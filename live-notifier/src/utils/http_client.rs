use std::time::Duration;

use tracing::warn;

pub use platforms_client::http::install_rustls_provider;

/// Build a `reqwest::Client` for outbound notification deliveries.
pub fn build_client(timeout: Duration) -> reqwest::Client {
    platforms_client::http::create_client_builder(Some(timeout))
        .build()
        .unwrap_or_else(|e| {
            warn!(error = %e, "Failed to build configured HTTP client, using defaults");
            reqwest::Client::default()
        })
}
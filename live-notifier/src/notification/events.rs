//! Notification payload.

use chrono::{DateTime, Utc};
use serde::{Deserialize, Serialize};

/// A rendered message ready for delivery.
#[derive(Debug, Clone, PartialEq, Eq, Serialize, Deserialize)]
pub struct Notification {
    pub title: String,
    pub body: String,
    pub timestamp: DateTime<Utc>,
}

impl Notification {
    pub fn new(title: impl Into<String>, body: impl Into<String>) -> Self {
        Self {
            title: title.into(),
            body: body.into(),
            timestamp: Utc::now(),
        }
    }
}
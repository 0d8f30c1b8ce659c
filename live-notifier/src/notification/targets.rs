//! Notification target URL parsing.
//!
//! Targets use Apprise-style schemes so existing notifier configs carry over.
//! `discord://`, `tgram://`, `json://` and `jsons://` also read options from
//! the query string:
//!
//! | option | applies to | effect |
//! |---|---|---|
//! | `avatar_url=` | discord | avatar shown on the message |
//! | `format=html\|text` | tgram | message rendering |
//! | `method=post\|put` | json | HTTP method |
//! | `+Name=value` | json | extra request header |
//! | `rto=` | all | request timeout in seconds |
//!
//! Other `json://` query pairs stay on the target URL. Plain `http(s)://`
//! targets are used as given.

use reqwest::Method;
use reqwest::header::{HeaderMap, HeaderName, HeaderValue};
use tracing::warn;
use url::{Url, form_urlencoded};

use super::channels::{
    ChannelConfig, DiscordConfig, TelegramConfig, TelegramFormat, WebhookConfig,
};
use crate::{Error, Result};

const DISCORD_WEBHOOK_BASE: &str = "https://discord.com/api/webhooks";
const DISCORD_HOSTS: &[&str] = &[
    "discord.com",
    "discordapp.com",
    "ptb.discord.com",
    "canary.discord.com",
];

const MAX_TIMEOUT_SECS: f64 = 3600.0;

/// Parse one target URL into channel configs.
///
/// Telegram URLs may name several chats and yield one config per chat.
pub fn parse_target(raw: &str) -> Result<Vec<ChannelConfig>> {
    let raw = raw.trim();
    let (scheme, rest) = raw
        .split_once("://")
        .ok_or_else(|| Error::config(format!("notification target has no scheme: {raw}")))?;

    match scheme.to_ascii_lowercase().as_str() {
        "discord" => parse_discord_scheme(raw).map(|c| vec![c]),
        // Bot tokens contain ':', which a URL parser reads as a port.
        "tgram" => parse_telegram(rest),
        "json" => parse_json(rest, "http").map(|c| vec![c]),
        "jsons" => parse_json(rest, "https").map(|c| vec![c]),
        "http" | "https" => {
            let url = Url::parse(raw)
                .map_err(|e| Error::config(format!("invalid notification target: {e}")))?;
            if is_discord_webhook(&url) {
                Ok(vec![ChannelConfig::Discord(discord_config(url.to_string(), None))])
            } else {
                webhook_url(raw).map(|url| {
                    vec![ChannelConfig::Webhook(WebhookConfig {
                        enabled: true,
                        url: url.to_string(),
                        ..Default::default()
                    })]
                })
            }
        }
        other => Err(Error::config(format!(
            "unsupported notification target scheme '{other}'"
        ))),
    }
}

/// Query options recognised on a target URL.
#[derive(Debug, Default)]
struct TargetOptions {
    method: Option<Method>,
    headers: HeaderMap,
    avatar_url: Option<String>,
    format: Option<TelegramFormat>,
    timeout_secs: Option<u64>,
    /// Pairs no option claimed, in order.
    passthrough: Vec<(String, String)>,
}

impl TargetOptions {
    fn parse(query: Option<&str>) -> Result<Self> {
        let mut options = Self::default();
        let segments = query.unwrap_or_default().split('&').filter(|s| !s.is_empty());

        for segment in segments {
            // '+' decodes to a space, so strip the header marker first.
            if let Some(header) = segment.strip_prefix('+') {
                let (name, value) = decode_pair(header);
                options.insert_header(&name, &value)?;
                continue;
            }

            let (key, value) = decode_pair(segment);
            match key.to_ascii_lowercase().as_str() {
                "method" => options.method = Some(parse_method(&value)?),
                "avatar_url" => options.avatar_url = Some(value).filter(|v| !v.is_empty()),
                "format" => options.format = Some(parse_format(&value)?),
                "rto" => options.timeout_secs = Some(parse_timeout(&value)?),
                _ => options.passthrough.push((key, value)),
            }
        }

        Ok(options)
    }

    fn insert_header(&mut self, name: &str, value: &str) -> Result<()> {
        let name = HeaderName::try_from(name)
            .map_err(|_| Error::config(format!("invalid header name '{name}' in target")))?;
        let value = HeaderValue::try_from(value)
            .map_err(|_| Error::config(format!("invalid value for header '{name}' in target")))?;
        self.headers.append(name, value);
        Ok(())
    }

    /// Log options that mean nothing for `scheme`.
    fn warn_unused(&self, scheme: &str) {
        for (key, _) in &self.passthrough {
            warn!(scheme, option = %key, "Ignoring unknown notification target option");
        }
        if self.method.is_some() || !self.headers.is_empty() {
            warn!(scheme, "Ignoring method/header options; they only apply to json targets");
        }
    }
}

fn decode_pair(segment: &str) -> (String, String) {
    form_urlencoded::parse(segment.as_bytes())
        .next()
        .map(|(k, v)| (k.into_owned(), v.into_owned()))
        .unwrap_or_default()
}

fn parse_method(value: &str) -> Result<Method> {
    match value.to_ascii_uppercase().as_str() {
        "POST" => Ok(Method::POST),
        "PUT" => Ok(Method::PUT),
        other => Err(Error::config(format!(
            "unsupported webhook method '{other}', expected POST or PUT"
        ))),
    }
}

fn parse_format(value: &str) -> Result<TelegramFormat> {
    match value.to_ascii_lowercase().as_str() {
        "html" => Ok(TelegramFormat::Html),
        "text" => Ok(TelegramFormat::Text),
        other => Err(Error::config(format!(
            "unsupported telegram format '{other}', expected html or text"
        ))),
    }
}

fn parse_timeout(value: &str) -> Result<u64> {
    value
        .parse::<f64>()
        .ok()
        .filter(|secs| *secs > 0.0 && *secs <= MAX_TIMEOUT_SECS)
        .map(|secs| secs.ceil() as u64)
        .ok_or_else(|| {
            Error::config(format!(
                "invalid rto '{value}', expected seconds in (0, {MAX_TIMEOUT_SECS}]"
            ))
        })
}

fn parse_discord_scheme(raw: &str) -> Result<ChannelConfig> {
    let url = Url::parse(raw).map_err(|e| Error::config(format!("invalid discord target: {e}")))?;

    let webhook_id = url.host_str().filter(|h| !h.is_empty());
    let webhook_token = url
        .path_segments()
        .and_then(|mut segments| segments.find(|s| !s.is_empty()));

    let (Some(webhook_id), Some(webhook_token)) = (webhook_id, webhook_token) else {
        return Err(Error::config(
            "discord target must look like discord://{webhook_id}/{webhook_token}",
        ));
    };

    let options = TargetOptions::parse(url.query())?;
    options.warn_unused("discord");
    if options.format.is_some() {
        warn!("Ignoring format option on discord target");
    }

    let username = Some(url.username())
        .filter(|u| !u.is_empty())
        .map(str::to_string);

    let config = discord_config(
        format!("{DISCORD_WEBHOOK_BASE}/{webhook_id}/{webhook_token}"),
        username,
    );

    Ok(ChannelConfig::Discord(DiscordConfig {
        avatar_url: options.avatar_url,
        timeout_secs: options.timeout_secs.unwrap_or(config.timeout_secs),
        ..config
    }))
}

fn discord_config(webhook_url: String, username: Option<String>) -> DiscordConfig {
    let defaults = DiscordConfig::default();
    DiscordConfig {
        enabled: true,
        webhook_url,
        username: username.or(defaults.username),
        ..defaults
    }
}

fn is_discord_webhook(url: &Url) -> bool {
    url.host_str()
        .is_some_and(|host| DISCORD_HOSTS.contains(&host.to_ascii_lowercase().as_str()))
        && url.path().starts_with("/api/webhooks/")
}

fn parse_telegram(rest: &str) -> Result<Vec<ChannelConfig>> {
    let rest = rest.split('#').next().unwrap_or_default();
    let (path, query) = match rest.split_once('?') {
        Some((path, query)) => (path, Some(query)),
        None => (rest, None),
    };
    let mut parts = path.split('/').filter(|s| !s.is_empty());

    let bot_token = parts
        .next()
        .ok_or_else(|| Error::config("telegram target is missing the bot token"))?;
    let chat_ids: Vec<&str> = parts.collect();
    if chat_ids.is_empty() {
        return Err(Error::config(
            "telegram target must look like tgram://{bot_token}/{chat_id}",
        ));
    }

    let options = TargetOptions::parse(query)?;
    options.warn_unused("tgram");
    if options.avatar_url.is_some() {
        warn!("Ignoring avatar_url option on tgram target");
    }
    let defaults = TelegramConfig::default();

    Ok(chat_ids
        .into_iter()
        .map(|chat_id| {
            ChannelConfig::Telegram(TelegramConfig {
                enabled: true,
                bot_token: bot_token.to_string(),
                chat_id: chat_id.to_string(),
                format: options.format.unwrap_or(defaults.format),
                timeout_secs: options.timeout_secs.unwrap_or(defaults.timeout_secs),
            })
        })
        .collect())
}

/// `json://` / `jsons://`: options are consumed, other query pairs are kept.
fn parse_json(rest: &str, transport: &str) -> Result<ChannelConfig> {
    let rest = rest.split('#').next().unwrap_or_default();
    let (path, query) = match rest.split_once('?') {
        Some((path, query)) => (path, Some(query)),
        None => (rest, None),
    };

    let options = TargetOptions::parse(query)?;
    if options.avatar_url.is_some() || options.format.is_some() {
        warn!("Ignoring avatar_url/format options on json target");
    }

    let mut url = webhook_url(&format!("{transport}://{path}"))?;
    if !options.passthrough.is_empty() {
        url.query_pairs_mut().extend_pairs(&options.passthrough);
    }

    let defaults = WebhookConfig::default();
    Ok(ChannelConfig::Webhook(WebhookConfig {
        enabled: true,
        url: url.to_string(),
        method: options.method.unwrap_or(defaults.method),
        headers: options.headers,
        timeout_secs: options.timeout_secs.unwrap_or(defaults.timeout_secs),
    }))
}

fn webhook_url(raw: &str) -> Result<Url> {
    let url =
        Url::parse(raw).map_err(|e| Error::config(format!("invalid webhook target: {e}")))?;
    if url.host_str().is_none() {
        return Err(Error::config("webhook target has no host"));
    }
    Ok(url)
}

# # #

* **YOUR OBJECTIVE**
Locate the lines above that hold the word "like". Show every one of them.

* **ANSWER BOX**
            "discord target must look like discord://{webhook_id}/{webhook_token}",
            "telegram target must look like tgram://{bot_token}/{chat_id}",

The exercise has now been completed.